Alors que l’heure est clairement aux regroupements conventionnels, certaines organisations professionnelles continuent de revendiquer la nécessité de prendre en compte les spécificités liées à l’exercice de certaines activités. Ainsi, l’organisation fédérant les professionnels des métiers d’art : les Ateliers d’Arts de France, juge nécessaire d’oeuvrer au rassemblement au sein d’une branche spécifique de l’ensemble de ces professionnels. Présents dans plus de 280 corps de métiers, ils sont environ 60 000 sur l’ensemble du territoire.
Entendant bien profiter de la dernière réforme de la formation professionnelle afin de définir eux-mêmes les règles de formation et d’accès aux métiers d’arts, ils souhaitent par conséquent se constituer en branche autonome. Ateliers d’Arts de France devrait ainsi déposer d’ici peu un dossier de constitution de branche professionnelle auprès du ministère du Travail.

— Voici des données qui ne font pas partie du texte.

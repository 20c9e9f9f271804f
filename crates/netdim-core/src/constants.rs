//! Planning assumptions behind the dimensioning formulas.

/// Erlangs one GSM site can carry.
pub const GSM_ERLANGS_PER_SITE: f64 = 8.0;

/// Cost of one GSM site, in currency units.
pub const GSM_SITE_COST: u64 = 90_000_000;

/// Capacity of one UMTS cell at full load (kbps).
pub const UMTS_CELL_CAPACITY_KBPS: f64 = 2048.0;

/// Cost of one UMTS site, in currency units.
pub const UMTS_SITE_COST: u64 = 120_000_000;

/// Area served by one LTE site (km²).
pub const LTE_SITE_AREA_KM2: f64 = 7.0;

/// Cost of one LTE site, in currency units.
pub const LTE_SITE_COST: u64 = 180_000_000;

/// Microwave receiver sensitivity (dBm).
pub const MICROWAVE_RX_SENSITIVITY_DBM: f64 = -90.0;

/// Optical receiver sensitivity (dBm).
pub const OPTICAL_RX_SENSITIVITY_DBM: f64 = -25.0;

/// Connector and splice loss budget of an optical link (dB).
pub const OPTICAL_CONNECTOR_LOSS_DB: f64 = 3.0;

/// Free-space path loss constant for distance in km and frequency in MHz (dB).
pub const FSPL_CONSTANT_DB: f64 = 32.45;

// ============================================================================
// Dimensioning Constants
// ============================================================================

/// Configurable assumptions used by the calculator.
///
/// `Default` reproduces the textbook figures the formulas are built on; a
/// configuration file can override any subset of them.
///
/// # Example
///
/// ```
/// use netdim_core::DimensioningConstants;
///
/// let constants = DimensioningConstants {
///     gsm_site_cost: 95_000_000,
///     ..DimensioningConstants::default()
/// };
/// assert_eq!(constants.gsm_channels_per_site(), 64);
/// ```
#[derive(Debug, Clone, PartialEq)]
#[cfg_attr(feature = "serde", derive(serde::Serialize, serde::Deserialize))]
#[cfg_attr(feature = "serde", serde(default, deny_unknown_fields))]
pub struct DimensioningConstants {
    // GSM
    /// Traffic one GSM site can carry (Erl).
    pub gsm_erlangs_per_site: f64,
    /// Carriers (TRX) per GSM site.
    pub gsm_carriers_per_site: u32,
    /// Timeslots per GSM carrier.
    pub gsm_timeslots_per_carrier: u32,
    /// Cost per GSM site.
    pub gsm_site_cost: u64,

    // UMTS
    /// Cell capacity at 100 % load (kbps).
    pub umts_cell_capacity_kbps: f64,
    /// Cost per UMTS site.
    pub umts_site_cost: u64,

    // LTE
    /// Area served by one LTE site (km²).
    pub lte_site_area_km2: f64,
    /// Cost per LTE site.
    pub lte_site_cost: u64,

    // Point-to-point links
    /// Number of sites at the ends of a link.
    pub link_site_count: u32,

    // Microwave
    /// Receiver sensitivity (dBm).
    pub microwave_rx_sensitivity_dbm: f64,
    /// Margin above which the link reaches the high availability tier (dB).
    pub microwave_high_availability_margin_db: f64,
    /// Margin above which the link reaches the standard availability tier (dB).
    pub microwave_standard_availability_margin_db: f64,
    /// Availability of the high tier (%).
    pub microwave_high_availability_pct: f64,
    /// Availability of the standard tier (%).
    pub microwave_standard_availability_pct: f64,
    /// Availability when the margin is not positive (%).
    pub microwave_degraded_availability_pct: f64,
    /// Shortest path length used in the loss formula (km).
    pub microwave_min_distance_km: f64,
    /// Lowest frequency used in the loss formula (GHz).
    pub microwave_min_frequency_ghz: f64,
    /// Total cost of a microwave link.
    pub microwave_link_cost: u64,

    // Optical
    /// Connector and splice loss budget (dB).
    pub optical_connector_loss_db: f64,
    /// Receiver sensitivity (dBm).
    pub optical_rx_sensitivity_dbm: f64,
    /// Coverage reported when the optical margin is positive (%).
    pub optical_coverage_ok_pct: u32,
    /// Coverage reported when the optical margin is not positive (%).
    pub optical_coverage_degraded_pct: u32,
    /// Total cost of an optical link.
    pub optical_link_cost: u64,
}

impl Default for DimensioningConstants {
    fn default() -> Self {
        Self {
            // GSM
            gsm_erlangs_per_site: GSM_ERLANGS_PER_SITE,
            gsm_carriers_per_site: 8,
            gsm_timeslots_per_carrier: 8,
            gsm_site_cost: GSM_SITE_COST,

            // UMTS
            umts_cell_capacity_kbps: UMTS_CELL_CAPACITY_KBPS,
            umts_site_cost: UMTS_SITE_COST,

            // LTE
            lte_site_area_km2: LTE_SITE_AREA_KM2,
            lte_site_cost: LTE_SITE_COST,

            // Point-to-point links
            link_site_count: 2,

            // Microwave
            microwave_rx_sensitivity_dbm: MICROWAVE_RX_SENSITIVITY_DBM,
            microwave_high_availability_margin_db: 10.0,
            microwave_standard_availability_margin_db: 0.0,
            microwave_high_availability_pct: 99.9,
            microwave_standard_availability_pct: 99.0,
            microwave_degraded_availability_pct: 95.0,
            microwave_min_distance_km: 0.001,
            microwave_min_frequency_ghz: 0.001,
            microwave_link_cost: 30_000_000,

            // Optical
            optical_connector_loss_db: OPTICAL_CONNECTOR_LOSS_DB,
            optical_rx_sensitivity_dbm: OPTICAL_RX_SENSITIVITY_DBM,
            optical_coverage_ok_pct: 100,
            optical_coverage_degraded_pct: 50,
            optical_link_cost: 15_000_000,
        }
    }
}

impl DimensioningConstants {
    /// Traffic channels offered by one GSM site.
    pub fn gsm_channels_per_site(&self) -> u64 {
        self.gsm_carriers_per_site as u64 * self.gsm_timeslots_per_carrier as u64
    }
}

#[cfg(test)]
mod tests {
    use super::*;

    #[test]
    fn test_defaults() {
        let constants = DimensioningConstants::default();

        assert_eq!(constants.gsm_erlangs_per_site, 8.0);
        assert_eq!(constants.gsm_channels_per_site(), 64);
        assert_eq!(constants.gsm_site_cost, 90_000_000);
        assert_eq!(constants.umts_cell_capacity_kbps, 2048.0);
        assert_eq!(constants.umts_site_cost, 120_000_000);
        assert_eq!(constants.lte_site_area_km2, 7.0);
        assert_eq!(constants.lte_site_cost, 180_000_000);
        assert_eq!(constants.link_site_count, 2);
        assert_eq!(constants.microwave_rx_sensitivity_dbm, -90.0);
        assert_eq!(constants.microwave_link_cost, 30_000_000);
        assert_eq!(constants.optical_connector_loss_db, 3.0);
        assert_eq!(constants.optical_rx_sensitivity_dbm, -25.0);
        assert_eq!(constants.optical_link_cost, 15_000_000);
    }

    #[test]
    fn test_override_keeps_other_defaults() {
        let constants = DimensioningConstants {
            lte_site_area_km2: 10.0,
            ..DimensioningConstants::default()
        };
        assert_eq!(constants.lte_site_area_km2, 10.0);
        assert_eq!(constants.lte_site_cost, LTE_SITE_COST);
    }
}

Dans l’état actuel des choses, il faut bien reconnaître que cette démarche n’a toutefois pas toutes les chances d’aboutir. Non seulement parce que le contexte général n’est pas précisément à la multiplication conventionnelle mais, plus encore, parce que l’on imagine mal les branches dont les professionnels des métiers d’arts font actuellement partie accepter si facilement d’être ainsi amputées de plusieurs dizaines de milliers de membres. Plus généralement, il pourra difficile de défendre la légitime d’une branche qui n’est pas fondée sur une profession plus ou moins précisément définie.